## What is needed:
Report back every line in the data that includes the string "ProxyError".

## Records for the exercise:
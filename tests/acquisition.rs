//! End-to-end acquisition tests against a scripted proxy.

use std::sync::Arc;

use serde_json::{json, Value};

use curio::acquisition::{AcquireOutcome, AcquisitionController, Phase};
use curio::config::SearchConfiguration;
use curio::history::HistoryStore;
use curio::models::RawSearchResult;
use curio::museum::{
    AcquisitionError, AcquisitionStrategy, AttemptBudget, ClientOptions, ErrorKind,
    MuseumApiClient, VamClient,
};
use curio::proxy::{ProxyError, ScriptedProxy};

fn client(proxy: &Arc<ScriptedProxy>, strategy: AcquisitionStrategy) -> Arc<dyn MuseumApiClient> {
    let client = VamClient::new(proxy.clone()).with_options(ClientOptions {
        strategy,
        ..ClientOptions::default()
    });
    Arc::new(client)
}

fn object(id: &str, image_id: Option<&str>) -> Value {
    json!({
        "systemNumber": id,
        "objectType": "Jug",
        "_primaryTitle": format!("Jug {}", id),
        "_primaryImageId": image_id,
    })
}

#[tokio::test]
async fn failing_proxy_uses_exactly_the_budget() {
    for strategy in [AcquisitionStrategy::Native, AcquisitionStrategy::CountThenOffset] {
        let proxy = Arc::new(ScriptedProxy::always_failing("connection refused"));
        let client = client(&proxy, strategy);

        let mut budget = AttemptBudget::new(5);
        let err = client.get_random_object(&mut budget).await.unwrap_err();

        assert_eq!(err, AcquisitionError::MaxAttemptsReached { attempts: 5 });
        assert_eq!(proxy.call_count(), 5, "strategy {:?}", strategy);
    }
}

#[tokio::test]
async fn count_then_offset_returns_illustrated_object() {
    let proxy = Arc::new(ScriptedProxy::new());
    proxy
        .push_ok(RawSearchResult::new(3, vec![object("O0", None)]))
        .push_ok(RawSearchResult::new(3, vec![object("O1", Some("img123"))]));
    let client = client(&proxy, AcquisitionStrategy::CountThenOffset);

    let mut budget = AttemptBudget::new(5);
    let record = client.get_random_object(&mut budget).await.unwrap();

    assert_eq!(record.id, "O1");
    assert!(record.image_url.contains("img123"));
    assert!(!record.description.is_empty());
    assert_eq!(budget.used(), 2);

    let requests = proxy.requests();
    assert_eq!(requests.len(), 2);
    // Count probe, then the page holding the random offset
    assert_eq!(requests[0].page, 1);
    assert_eq!(requests[0].page_size, 1);
    assert!(!requests[0].random_order);
    assert_eq!(requests[1].page_size, 2);
    assert!((1..=2).contains(&requests[1].page));
    assert_eq!(requests[0].term(), requests[1].term());
}

#[tokio::test]
async fn imageless_candidate_falls_back_to_second_record() {
    let proxy = Arc::new(ScriptedProxy::new());
    proxy
        .push_ok(RawSearchResult::new(2, vec![object("O1", None)]))
        .push_ok(RawSearchResult::new(
            2,
            vec![object("O1", None), object("O2", Some("img999"))],
        ));
    let client = client(&proxy, AcquisitionStrategy::CountThenOffset);

    let record = client
        .get_random_object(&mut AttemptBudget::new(5))
        .await
        .unwrap();
    assert_eq!(record.id, "O2");
    assert_eq!(record.image_id.as_deref(), Some("img999"));
}

#[tokio::test]
async fn page_without_images_rotates_term() {
    let proxy = Arc::new(ScriptedProxy::new());
    proxy
        .push_ok(RawSearchResult::new(2, vec![]))
        .push_ok(RawSearchResult::new(
            2,
            vec![object("O1", None), object("O2", Some(""))],
        ))
        .push_ok(RawSearchResult::new(1, vec![]))
        .push_ok(RawSearchResult::new(1, vec![object("O3", Some("img3"))]));
    let client = client(&proxy, AcquisitionStrategy::CountThenOffset);

    let mut budget = AttemptBudget::new(5);
    let record = client.get_random_object(&mut budget).await.unwrap();
    assert_eq!(record.id, "O3");
    assert_eq!(budget.used(), 4);
}

#[tokio::test]
async fn zero_matches_rotates_term() {
    let proxy = Arc::new(ScriptedProxy::new());
    proxy
        .push_ok(RawSearchResult::new(0, vec![]))
        .push_ok(RawSearchResult::new(4, vec![]))
        .push_ok(RawSearchResult::new(4, vec![object("O4", Some("img4"))]));
    let client = client(&proxy, AcquisitionStrategy::CountThenOffset);

    let record = client
        .get_random_object(&mut AttemptBudget::new(5))
        .await
        .unwrap();
    assert_eq!(record.id, "O4");
    assert_eq!(proxy.call_count(), 3);
}

#[tokio::test]
async fn missing_record_count_is_malformed() {
    let proxy = Arc::new(ScriptedProxy::new());
    proxy.push_ok(RawSearchResult {
        record_count: None,
        records: Some(vec![]),
    });
    let client = client(&proxy, AcquisitionStrategy::CountThenOffset);

    let err = client
        .attempt_random("teapot", &mut AttemptBudget::new(5))
        .await
        .unwrap_err();
    assert_eq!(err.kind(), ErrorKind::MalformedPayload);
}

#[tokio::test]
async fn empty_native_response_is_malformed() {
    let proxy = Arc::new(ScriptedProxy::new());
    proxy
        .push_ok(RawSearchResult::new(0, vec![]))
        .push_ok(RawSearchResult::new(1, vec![object("O8", Some("img8"))]));
    let client = client(&proxy, AcquisitionStrategy::Native);

    let err = client
        .attempt_random("teapot", &mut AttemptBudget::new(5))
        .await
        .unwrap_err();
    assert_eq!(err.kind(), ErrorKind::MalformedPayload);
    assert!(err.is_retryable());

    // Retried with another term like any network failure
    let record = client
        .get_random_object(&mut AttemptBudget::new(5))
        .await
        .unwrap();
    assert_eq!(record.id, "O8");
}

#[tokio::test]
async fn decode_failure_is_retried() {
    let proxy = Arc::new(ScriptedProxy::new());
    proxy
        .push_err(ProxyError::Decode("expected value".into()))
        .push_ok(RawSearchResult::new(1, vec![object("O5", Some("img5"))]));
    let client = client(&proxy, AcquisitionStrategy::Native);

    let record = client
        .get_random_object(&mut AttemptBudget::new(5))
        .await
        .unwrap();
    assert_eq!(record.id, "O5");
}

#[tokio::test]
async fn native_strategy_accepts_imageless_record() {
    let proxy = Arc::new(ScriptedProxy::new());
    proxy.push_ok(RawSearchResult::new(812, vec![object("O6", None)]));
    let client = client(&proxy, AcquisitionStrategy::Auto);

    let record = client
        .get_random_object(&mut AttemptBudget::new(5))
        .await
        .unwrap();
    assert_eq!(record.id, "O6");
    assert_eq!(record.image_url, "");
    assert_eq!(record.image_id, None);

    let requests = proxy.requests();
    assert_eq!(requests.len(), 1);
    assert!(requests[0].random_order);
    assert_eq!(requests[0].page_size, 1);
}

#[tokio::test]
async fn large_collections_clamp_the_page() {
    let proxy = Arc::new(ScriptedProxy::new());
    proxy
        .push_ok(RawSearchResult::new(50_000_000, vec![]))
        .push_ok(RawSearchResult::new(
            50_000_000,
            vec![object("O7", Some("img7"))],
        ));
    let client = client(&proxy, AcquisitionStrategy::CountThenOffset);

    client
        .get_random_object(&mut AttemptBudget::new(5))
        .await
        .unwrap();
    let page = proxy.requests()[1].page;
    assert!((1..=1000).contains(&page), "page {} out of range", page);
}

#[tokio::test]
async fn strict_terms_use_the_item_field() {
    let proxy = Arc::new(ScriptedProxy::new());
    proxy.push_ok(RawSearchResult::new(1, vec![object("O8", Some("img8"))]));
    let client = client(&proxy, AcquisitionStrategy::Native);
    client.initialize(SearchConfiguration::new(vec!["teapot".into()], true));

    client
        .get_random_object(&mut AttemptBudget::new(5))
        .await
        .unwrap();

    let request = &proxy.requests()[0];
    assert_eq!(request.strict_item.as_deref(), Some("teapot"));
    assert_eq!(request.search_term, None);
}

#[tokio::test]
async fn empty_configuration_falls_back_to_defaults() {
    let proxy = Arc::new(ScriptedProxy::new());
    let client = client(&proxy, AcquisitionStrategy::Native);
    client.initialize(SearchConfiguration::default());

    assert!(!client.terms().is_strict());
    assert_eq!(
        client.terms().terms().len(),
        curio::terms::DEFAULT_SEARCH_TERMS.len()
    );
}

#[tokio::test]
async fn fetch_by_id_filters_on_identifier() {
    let proxy = Arc::new(ScriptedProxy::new());
    proxy.push_ok(RawSearchResult::new(1, vec![object("O9", None)]));
    let client = client(&proxy, AcquisitionStrategy::Auto);

    let record = client.fetch_by_id("O9").await.unwrap();
    assert_eq!(record.id, "O9");
    assert_eq!(record.collection_url, "https://collections.vam.ac.uk/item/O9");

    let request = &proxy.requests()[0];
    assert_eq!(request.id_filter.as_deref(), Some("O9"));
    assert!(!request.image_only);

    let err = client.fetch_by_id("missing").await.unwrap_err();
    assert_eq!(err.kind(), ErrorKind::NetworkFailure);
}

#[tokio::test]
async fn controller_records_success_in_history() {
    let proxy = Arc::new(ScriptedProxy::new());
    proxy
        .push_ok(RawSearchResult::new(1, vec![object("A", Some("a"))]))
        .push_err(ProxyError::Http("reset".into()))
        .push_ok(RawSearchResult::new(1, vec![object("B", Some("b"))]));

    let history = Arc::new(HistoryStore::in_memory(10));
    let controller =
        AcquisitionController::new(client(&proxy, AcquisitionStrategy::Native), history.clone())
            .with_max_attempts(3);

    for expected in ["A", "B"] {
        match controller.acquire().await.unwrap() {
            AcquireOutcome::Acquired(record) => assert_eq!(record.id, expected),
            other => panic!("unexpected outcome {:?}", other),
        }
    }

    let ids: Vec<String> = history.list().await.into_iter().map(|e| e.id).collect();
    assert_eq!(ids, vec!["B", "A"]);
    assert_eq!(controller.phase(), Phase::Success);
}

## Finished exercise:
use curio::proxy::{ProxyError, ScriptedProxy};
        .push_err(ProxyError::Decode("expected value".into()))
        .push_err(ProxyError::Http("reset".into()))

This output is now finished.